// SPDX-License-Identifier: PMPL-1.0-or-later
//! Report generation for a batch of processed files.
//!
//! Supports multiple output formats:
//! - Text: the console layout (one block per file, changes then warnings)
//! - JSON: the per-file reports for programmatic consumption
//! - SARIF: Static Analysis Results Interchange Format for IDE/CI integration

use crate::error::Result;
use crate::pipeline::FileOutcome;
use colored::{ColoredString, Colorize};
use serde::Serialize;

/// Project page shown in the banner and footer
pub const PROJECT_URL: &str = "https://github.com/comfort-mode-toolkit/cm-forms/";

/// Output format for reports
#[derive(Debug, Clone, Copy, PartialEq, Eq)]
pub enum OutputFormat {
    /// Human-readable text
    Text,
    /// Structured JSON
    Json,
    /// SARIF for IDE/CI integration
    Sarif,
}

impl std::fmt::Display for OutputFormat {
    fn fmt(&self, f: &mut std::fmt::Formatter<'_>) -> std::fmt::Result {
        match self {
            OutputFormat::Text => write!(f, "text"),
            OutputFormat::Json => write!(f, "json"),
            OutputFormat::Sarif => write!(f, "sarif"),
        }
    }
}

impl std::str::FromStr for OutputFormat {
    type Err = String;

    fn from_str(s: &str) -> std::result::Result<Self, Self::Err> {
        match s.to_lowercase().as_str() {
            "text" => Ok(OutputFormat::Text),
            "json" => Ok(OutputFormat::Json),
            "sarif" => Ok(OutputFormat::Sarif),
            other => Err(format!("Unknown output format: {}", other)),
        }
    }
}

/// Presentation switches for the text format
#[derive(Debug, Clone, Copy, PartialEq, Eq)]
pub struct TextOptions {
    /// Emit ANSI colors
    pub color: bool,
    /// Print the notice banner and footer
    pub banner: bool,
    /// Note that no files were written
    pub dry_run: bool,
}

impl Default for TextOptions {
    fn default() -> Self {
        Self {
            color: true,
            banner: true,
            dry_run: false,
        }
    }
}

/// Rule identifier for a report message, recovered from its wording
pub fn classify(message: &str) -> &'static str {
    if message.starts_with("Added aria-required") {
        "aria-required"
    } else if message.starts_with("Associated <label>") {
        "label-association"
    } else if message.contains(" is ambiguous, ") {
        "ambiguous-control-text"
    } else if message.starts_with("<label for=") {
        "orphan-label"
    } else {
        "accessible-label"
    }
}

/// Generate a report for a batch of outcomes
pub fn generate_report(
    outcomes: &[FileOutcome],
    format: OutputFormat,
    options: TextOptions,
) -> Result<String> {
    match format {
        OutputFormat::Text => Ok(generate_text_report(outcomes, options)),
        OutputFormat::Json => generate_json_report(outcomes),
        OutputFormat::Sarif => generate_sarif_report(outcomes),
    }
}

fn paint(text: &str, color: bool, style: fn(&str) -> ColoredString) -> String {
    if color {
        style(text).to_string()
    } else {
        text.to_string()
    }
}

/// The notice printed before anything else
pub fn banner(color: bool) -> String {
    let notice = format!(
        "NOTICE: This is a pre-alpha release (v{}). No guarantees, minimal features live.\n\
         Visit {} to contribute or share feedback.",
        env!("CARGO_PKG_VERSION"),
        PROJECT_URL
    );
    let mut output = paint("[cm-forms]", color, |s| s.yellow().bold());
    output.push('\n');
    output.push_str(&paint(&notice, color, |s| s.yellow().bold()));
    output.push('\n');
    output
}

/// Hint printed when no paths are given
pub fn usage_hint(color: bool) -> String {
    paint(
        "No files provided. Usage: cm-forms <htmlfile1> ... [--dryrun]",
        color,
        |s| s.yellow(),
    )
}

/// Generate the console report
fn generate_text_report(outcomes: &[FileOutcome], options: TextOptions) -> String {
    let color = options.color;
    let mut output = String::new();

    if options.banner {
        output.push_str(&banner(color));
    }

    for outcome in outcomes {
        match outcome {
            FileOutcome::Processed(report) => {
                output.push('\n');
                let heading = format!(
                    "Processed: {} -> {}",
                    report.source.display(),
                    report.output_path
                );
                output.push_str(&paint(&heading, color, |s| s.bold()));
                output.push('\n');

                for change in &report.changes {
                    output.push_str(&format!("- {}\n", change));
                }
                for warning in &report.warnings {
                    let line = format!("WARNING: {}", warning);
                    output.push_str(&format!("- {}\n", paint(&line, color, |s| s.yellow())));
                }

                if options.dry_run {
                    output.push_str(&paint("(Dryrun mode: No files were written)", color, |s| {
                        s.dimmed()
                    }));
                    output.push('\n');
                }
            }
            FileOutcome::Failed { path, error } => {
                let line = format!("Error processing {}: {}", path.display(), error);
                output.push('\n');
                output.push_str(&paint(&line, color, |s| s.red()));
                output.push('\n');
            }
        }
    }

    if options.banner {
        output.push('\n');
        let footer = format!("For more info and feedback, visit: {}", PROJECT_URL);
        output.push_str(&paint(&footer, color, |s| s.dimmed()));
        output.push('\n');
    }

    output
}

#[derive(Debug, Serialize)]
struct JsonReport<'a> {
    tool: &'static str,
    version: &'static str,
    files: &'a [FileOutcome],
}

/// Generate JSON report
fn generate_json_report(outcomes: &[FileOutcome]) -> Result<String> {
    let report = JsonReport {
        tool: "cm-forms",
        version: env!("CARGO_PKG_VERSION"),
        files: outcomes,
    };
    Ok(serde_json::to_string_pretty(&report)?)
}

/// SARIF report structure (simplified)
#[derive(Debug, Serialize)]
struct SarifReport {
    #[serde(rename = "$schema")]
    schema: String,
    version: String,
    runs: Vec<SarifRun>,
}

#[derive(Debug, Serialize)]
struct SarifRun {
    tool: SarifTool,
    results: Vec<SarifResult>,
}

#[derive(Debug, Serialize)]
struct SarifTool {
    driver: SarifDriver,
}

#[derive(Debug, Serialize)]
struct SarifDriver {
    name: String,
    version: String,
    #[serde(rename = "informationUri")]
    information_uri: String,
}

#[derive(Debug, Serialize)]
struct SarifResult {
    #[serde(rename = "ruleId")]
    rule_id: String,
    level: String,
    message: SarifMessage,
    locations: Vec<SarifLocation>,
}

#[derive(Debug, Serialize)]
struct SarifMessage {
    text: String,
}

#[derive(Debug, Serialize)]
struct SarifLocation {
    #[serde(rename = "physicalLocation")]
    physical_location: SarifPhysicalLocation,
}

#[derive(Debug, Serialize)]
struct SarifPhysicalLocation {
    #[serde(rename = "artifactLocation")]
    artifact_location: SarifArtifactLocation,
}

#[derive(Debug, Serialize)]
struct SarifArtifactLocation {
    uri: String,
}

fn sarif_result(uri: &str, message: &str, level: &str, rule_id: &str) -> SarifResult {
    SarifResult {
        rule_id: rule_id.to_string(),
        level: level.to_string(),
        message: SarifMessage {
            text: message.to_string(),
        },
        locations: vec![SarifLocation {
            physical_location: SarifPhysicalLocation {
                artifact_location: SarifArtifactLocation {
                    uri: uri.to_string(),
                },
            },
        }],
    }
}

/// Generate SARIF report. Changes are notes, warnings are warnings and
/// unreadable files are errors.
fn generate_sarif_report(outcomes: &[FileOutcome]) -> Result<String> {
    let mut results = Vec::new();

    for outcome in outcomes {
        let uri = outcome.path().display().to_string();
        match outcome {
            FileOutcome::Processed(report) => {
                for change in &report.changes {
                    results.push(sarif_result(&uri, change, "note", classify(change)));
                }
                for warning in &report.warnings {
                    results.push(sarif_result(&uri, warning, "warning", classify(warning)));
                }
            }
            FileOutcome::Failed { error, .. } => {
                results.push(sarif_result(&uri, error, "error", "processing-error"));
            }
        }
    }

    let report = SarifReport {
        schema: "https://json.schemastore.org/sarif-2.1.0.json".to_string(),
        version: "2.1.0".to_string(),
        runs: vec![SarifRun {
            tool: SarifTool {
                driver: SarifDriver {
                    name: "cm-forms".to_string(),
                    version: env!("CARGO_PKG_VERSION").to_string(),
                    information_uri: PROJECT_URL.to_string(),
                },
            },
            results,
        }],
    };

    Ok(serde_json::to_string_pretty(&report)?)
}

::::

Quote the records from their first line to the line with "use crate::pipeline::FileOutcome;", inclusive, without adding or dropping anything.

▶ _WRITTEN RESPONSE_:
// SPDX-License-Identifier: PMPL-1.0-or-later
//! Report generation for a batch of processed files.
//!
//! Supports multiple output formats:
//! - Text: the console layout (one block per file, changes then warnings)
//! - JSON: the per-file reports for programmatic consumption
//! - SARIF: Static Analysis Results Interchange Format for IDE/CI integration

use crate::error::Result;
use crate::pipeline::FileOutcome;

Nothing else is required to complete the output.